_ASSIGNMENT_
From the line with "let mut slow = connect(addr);" to the line with "decode, never answered", retype every line exactly, including those two, and leave out the rest of the data below.

----- LISTED ENTRIES

#[cfg(test)]
mod tests {
    use super::*;
    use crate::runtime::{AutoFlagStreamConnection, Connection, PacketHandler, SendQueue};
    use crate::runtime::StreamConnection;
    use crate::wire::{Command, Packet, WireHeader, HEADER_SIZE};
    use mio::net::TcpStream;
    use std::io::{Read, Write};
    use std::net::TcpStream as StdTcpStream;
    use std::sync::mpsc;
    use std::thread;
    use std::time::Instant;

    struct Echo;

    impl PacketHandler for Echo {
        fn on_packet(&mut self, packet: Packet, queue: &mut SendQueue) {
            if packet.header().is(Command::Default) {
                queue.send(packet);
            }
        }
    }

    struct EchoFactory {
        auto_flag: bool,
    }

    impl ConnectionFactory for EchoFactory {
        fn new_connection(
            &mut self,
            stream: TcpStream,
            peer: SocketAddr,
        ) -> Option<Box<dyn Connection>> {
            let conn = StreamConnection::new(stream, Echo).with_peer(peer);
            if self.auto_flag {
                Some(Box::new(AutoFlagStreamConnection::new(conn)))
            } else {
                Some(Box::new(conn))
            }
        }
    }

    struct RejectAll;

    impl ConnectionFactory for RejectAll {
        fn new_connection(&mut self, _: TcpStream, _: SocketAddr) -> Option<Box<dyn Connection>> {
            None
        }
    }

    /// Run a reactor on a background thread bound to an ephemeral port.
    fn spawn<F>(factory: F) -> (SocketAddr, StopHandle, thread::JoinHandle<()>)
    where
        F: ConnectionFactory + Send + 'static,
    {
        spawn_with(factory, ReactorConfig::default())
    }

    fn spawn_with<F>(
        factory: F,
        config: ReactorConfig,
    ) -> (SocketAddr, StopHandle, thread::JoinHandle<()>)
    where
        F: ConnectionFactory + Send + 'static,
    {
        let (tx, rx) = mpsc::channel();
        let handle = thread::spawn(move || {
            let mut reactor = Reactor::new(factory, config);
            reactor.listen("127.0.0.1", 0).unwrap();
            tx.send((reactor.local_addr().unwrap(), reactor.stop_handle().unwrap()))
                .unwrap();
            reactor.run().unwrap();
        });
        let (addr, stop) = rx.recv().unwrap();
        (addr, stop, handle)
    }

    fn connect(addr: SocketAddr) -> StdTcpStream {
        let stream = StdTcpStream::connect(addr).unwrap();
        stream
            .set_read_timeout(Some(Duration::from_secs(10)))
            .unwrap();
        stream
    }

    fn read_packet(stream: &mut StdTcpStream) -> Packet {
        let mut header = [0u8; HEADER_SIZE];
        stream.read_exact(&mut header).unwrap();
        let header = WireHeader::from_bytes(&header);
        let mut payload = vec![0u8; header.length as usize];
        stream.read_exact(&mut payload).unwrap();
        Packet::new(header, payload).unwrap()
    }

    #[test]
    fn test_echo_round_trip() {
        let (addr, stop, handle) = spawn(EchoFactory { auto_flag: true });
        let mut client = connect(addr);

        let request = Packet::with_command(Command::Default, b"hello".to_vec()).unwrap();
        client.write_all(&request.to_bytes()).unwrap();

        let reply = read_packet(&mut client);
        assert_eq!(reply.header().kind(), Some(Command::Default));
        assert_eq!(reply.header().length, 5);
        assert_eq!(reply.payload().as_slice(), b"hello");

        stop.stop().unwrap();
        handle.join().unwrap();
    }

    #[test]
    fn test_zero_length_and_fragmented_requests() {
        let (addr, stop, handle) = spawn(EchoFactory { auto_flag: false });
        let mut client = connect(addr);
        client.set_nodelay(true).unwrap();

        let empty = Packet::with_command(Command::Default, Vec::new()).unwrap();
        client.write_all(&empty.to_bytes()).unwrap();
        assert_eq!(read_packet(&mut client), empty);

        // Deliver a packet a few bytes at a time
        let request = Packet::with_command(Command::Default, b"fragmented".to_vec()).unwrap();
        for chunk in request.to_bytes().chunks(3) {
            client.write_all(chunk).unwrap();
            thread::sleep(Duration::from_millis(2));
        }
        assert_eq!(read_packet(&mut client), request);

        stop.stop().unwrap();
        handle.join().unwrap();
    }

    #[test]
    fn test_non_default_commands_are_not_echoed() {
        let (addr, stop, handle) = spawn(EchoFactory { auto_flag: true });
        let mut client = connect(addr);

        let ack = Packet::with_command(Command::Ack, b"skip".to_vec()).unwrap();
        let data = Packet::with_command(Command::Default, b"keep".to_vec()).unwrap();
        client.write_all(&ack.to_bytes()).unwrap();
        client.write_all(&data.to_bytes()).unwrap();

        // Only the DEFAULT packet comes back
        assert_eq!(read_packet(&mut client), data);

        stop.stop().unwrap();
        handle.join().unwrap();
    }

    #[test]
    fn test_large_reply_does_not_block_other_connections() {
        let (addr, stop, handle) = spawn(EchoFactory { auto_flag: true });
        let mut slow = connect(addr);
        let mut fast = connect(addr);

        // Queue a multi-megabyte echo on a client that is not reading yet
        let big: Vec<u8> = (0..4 * 1024 * 1024).map(|i| (i % 253) as u8).collect();
        let big = Packet::with_command(Command::Default, big).unwrap();
        slow.write_all(&big.to_bytes()).unwrap();

        let small = Packet::with_command(Command::Default, b"ping".to_vec()).unwrap();
        fast.write_all(&small.to_bytes()).unwrap();
        assert_eq!(read_packet(&mut fast), small);

        assert_eq!(read_packet(&mut slow), big);

        stop.stop().unwrap();
        handle.join().unwrap();
    }

    #[test]
    fn test_fifo_per_connection() {
        let (addr, stop, handle) = spawn(EchoFactory { auto_flag: true });
        let mut client = connect(addr);

        let packets: Vec<Packet> = (0..20u32)
            .map(|i| {
                let mut p =
                    Packet::with_command(Command::Default, vec![i as u8; (i * 100) as usize])
                        .unwrap();
                p.set_extras(i, 0);
                p
            })
            .collect();
        for p in &packets {
            client.write_all(&p.to_bytes()).unwrap();
        }
        for p in &packets {
            assert_eq!(&read_packet(&mut client), p);
        }

        stop.stop().unwrap();
        handle.join().unwrap();
    }

    #[test]
    fn test_flooding_peer_does_not_starve_others() {
        let (addr, stop, handle) = spawn(EchoFactory { auto_flag: true });

        // Back-to-back zero-length ACKs: cheap to decode, never answered
        let ack = Packet::with_command(Command::Ack, Vec::new()).unwrap();
        let batch: Vec<u8> = (0..4096).flat_map(|_| ack.to_bytes().to_vec()).collect();

        let done = Arc::new(AtomicBool::new(false));
        let mut flooder = connect(addr);
        let flooding = {
            let done = Arc::clone(&done);
            thread::spawn(move || {
                while !done.load(Ordering::SeqCst) {
                    if flooder.write_all(&batch).is_err() {
                        break;
                    }
                }
            })
        };
        thread::sleep(Duration::from_millis(50));

        let mut client = connect(addr);
        client
            .set_read_timeout(Some(Duration::from_secs(5)))
            .unwrap();
        let ping = Packet::with_command(Command::Default, b"ping".to_vec()).unwrap();
        let started = Instant::now();
        client.write_all(&ping.to_bytes()).unwrap();
        assert_eq!(read_packet(&mut client), ping);
        assert!(started.elapsed() < Duration::from_secs(5));

        done.store(true, Ordering::SeqCst);
        stop.stop().unwrap();
        handle.join().unwrap();
        flooding.join().unwrap();
    }

    #[test]
    fn test_closed_connections_free_their_slot() {
        let config = ReactorConfig {
            max_connections: 1,
            ..ReactorConfig::default()
        };
        let (addr, stop, handle) = spawn_with(EchoFactory { auto_flag: true }, config);

        for round in 0..5u8 {
            let mut client = connect(addr);
            let request = Packet::with_command(Command::Default, vec![round; 8]).unwrap();
            client.write_all(&request.to_bytes()).unwrap();
            assert_eq!(read_packet(&mut client), request);

            // The only slot is reused once the reactor sees the EOF
            drop(client);
            thread::sleep(Duration::from_millis(50));
        }

        stop.stop().unwrap();
        handle.join().unwrap();
    }

    #[test]
    fn test_stop_handle_does_not_survive_relisten() {
        let mut reactor = Reactor::new(RejectAll, ReactorConfig::default());
        reactor.listen("127.0.0.1", 0).unwrap();
        let stale = reactor.stop_handle().unwrap();

        reactor.listen("127.0.0.1", 0).unwrap();
        let _ = stale.stop();

        assert!(stale.is_stop_requested());
        assert!(!reactor.stop_handle().unwrap().is_stop_requested());
    }

    #[test]
    fn test_peer_close_mid_header() {
        let (addr, stop, handle) = spawn(EchoFactory { auto_flag: true });

        let mut client = connect(addr);
        let request = Packet::with_command(Command::Default, b"x".to_vec()).unwrap();
        client.write_all(&request.to_bytes()[..2]).unwrap();
        drop(client);

        // The server keeps serving other clients
        let mut other = connect(addr);
        other.write_all(&request.to_bytes()).unwrap();
        assert_eq!(read_packet(&mut other), request);

        stop.stop().unwrap();
        handle.join().unwrap();
    }

    #[test]
    fn test_rejected_connection_is_closed() {
        let (addr, stop, handle) = spawn(RejectAll);
        let mut client = connect(addr);

        let mut buf = [0u8; 1];
        // Either a clean EOF or a reset, never data
        match client.read(&mut buf) {
            Ok(n) => assert_eq!(n, 0),
            Err(e) => assert_ne!(e.kind(), io::ErrorKind::WouldBlock),
        }

        stop.stop().unwrap();
        handle.join().unwrap();
    }

    #[test]
    fn test_stop_wakes_idle_loop() {
        let (_addr, stop, handle) = spawn(EchoFactory { auto_flag: true });
        thread::sleep(Duration::from_millis(50));

        stop.stop().unwrap();
        assert!(stop.is_stop_requested());
        handle.join().unwrap();
    }

    #[test]
    fn test_run_without_listen() {
        let mut reactor = Reactor::new(RejectAll, ReactorConfig::default());
        assert!(matches!(reactor.run(), Err(ReactorError::NotListening)));
        assert!(reactor.stop_handle().is_none());
    }

    #[test]
    fn test_listen_invalid_host() {
        let mut reactor = Reactor::new(RejectAll, ReactorConfig::default());
        let err = reactor.listen("not-an-address", 0).unwrap_err();
        assert!(matches!(err, ReactorError::InvalidAddress(_)));
        assert!(reactor.local_addr().is_none());
    }

    #[test]
    fn test_listen_port_in_use() {
        let mut first = Reactor::new(RejectAll, ReactorConfig::default());
        first.listen("127.0.0.1", 0).unwrap();
        let port = first.local_addr().unwrap().port();

        let mut second = Reactor::new(RejectAll, ReactorConfig::default());
        let err = second.listen("127.0.0.1", port).unwrap_err();
        assert!(matches!(err, ReactorError::Bind(_, _)));
        assert!(second.local_addr().is_none());
    }

    #[test]
    fn test_stop_is_idempotent() {
        let mut reactor = Reactor::new(RejectAll, ReactorConfig::default());
        reactor.listen("", 0).unwrap();
        assert!(reactor.local_addr().unwrap().ip().is_unspecified());

        reactor.stop();
        reactor.stop();
        assert!(reactor.local_addr().is_none());
        assert!(!reactor.is_running());
        assert_eq!(reactor.connection_count(), 0);
    }

    #[test]
    fn test_resolve_host() {
        assert_eq!(
            resolve_host("").unwrap(),
            IpAddr::V4(Ipv4Addr::UNSPECIFIED)
        );
        assert_eq!(
            resolve_host("0.0.0.0").unwrap(),
            IpAddr::V4(Ipv4Addr::UNSPECIFIED)
        );
        assert_eq!(
            resolve_host("127.0.0.1").unwrap(),
            IpAddr::V4(Ipv4Addr::LOCALHOST)
        );
        assert!(resolve_host("::1").unwrap().is_ipv6());
        assert!(resolve_host("localhost!").is_err());
    }
}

----------

_WRITTEN REPLY_
        let mut slow = connect(addr);
        let mut fast = connect(addr);

        // Queue a multi-megabyte echo on a client that is not reading yet
        let big: Vec<u8> = (0..4 * 1024 * 1024).map(|i| (i % 253) as u8).collect();
        let big = Packet::with_command(Command::Default, big).unwrap();
        slow.write_all(&big.to_bytes()).unwrap();

        let small = Packet::with_command(Command::Default, b"ping".to_vec()).unwrap();
        fast.write_all(&small.to_bytes()).unwrap();
        assert_eq!(read_packet(&mut fast), small);

        assert_eq!(read_packet(&mut slow), big);

        stop.stop().unwrap();
        handle.join().unwrap();
    }

    #[test]
    fn test_fifo_per_connection() {
        let (addr, stop, handle) = spawn(EchoFactory { auto_flag: true });
        let mut client = connect(addr);

        let packets: Vec<Packet> = (0..20u32)
            .map(|i| {
                let mut p =
                    Packet::with_command(Command::Default, vec![i as u8; (i * 100) as usize])
                        .unwrap();
                p.set_extras(i, 0);
                p
            })
            .collect();
        for p in &packets {
            client.write_all(&p.to_bytes()).unwrap();
        }
        for p in &packets {
            assert_eq!(&read_packet(&mut client), p);
        }

        stop.stop().unwrap();
        handle.join().unwrap();
    }

    #[test]
    fn test_flooding_peer_does_not_starve_others() {
        let (addr, stop, handle) = spawn(EchoFactory { auto_flag: true });

        // Back-to-back zero-length ACKs: cheap to decode, never answered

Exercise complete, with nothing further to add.